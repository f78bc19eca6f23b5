//! Core building blocks shared by both filter flavors.
//!
//! # Module Organization
//!
//! ```text
//! core/
//! ├── params.rs   - Sizing policy (optimal m and k)
//! ├── storage.rs  - BitStorage trait, StorageStrategy, runtime Buckets
//! ├── atomic.rs   - Lock-free 32/64-bit word storage
//! ├── locked.rs   - Reader-writer locked byte storage
//! ├── filter.rs   - SharedBloomFilter trait
//! └── mod.rs      - This file
//! ```
//!
//! # Design Principles
//!
//! 1. **Grow-only bits**: storage can set bits but never clear them
//! 2. **Shared references**: every operation takes `&self`
//! 3. **Storage chosen once**: strategy is fixed at construction and recorded in encodings

pub mod atomic;
pub mod filter;
pub mod locked;
pub mod params;
pub mod storage;

pub use atomic::{AtomicBuckets, AtomicWord, Buckets32, Buckets64};
pub use filter::SharedBloomFilter;
pub use locked::MutexBuckets;
pub use params::{
    expected_fp_rate, optimal_k, optimal_m, optimal_params, validate_fp_rate, validate_params,
    FILL_RATIO, MIN_FILTER_SIZE,
};
pub use storage::{BitStorage, Buckets, StorageStrategy};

Work item
Go over the listing above and return each line with "SharedBloomFilter".

Reply to the task
//! ├── filter.rs   - SharedBloomFilter trait
pub use filter::SharedBloomFilter;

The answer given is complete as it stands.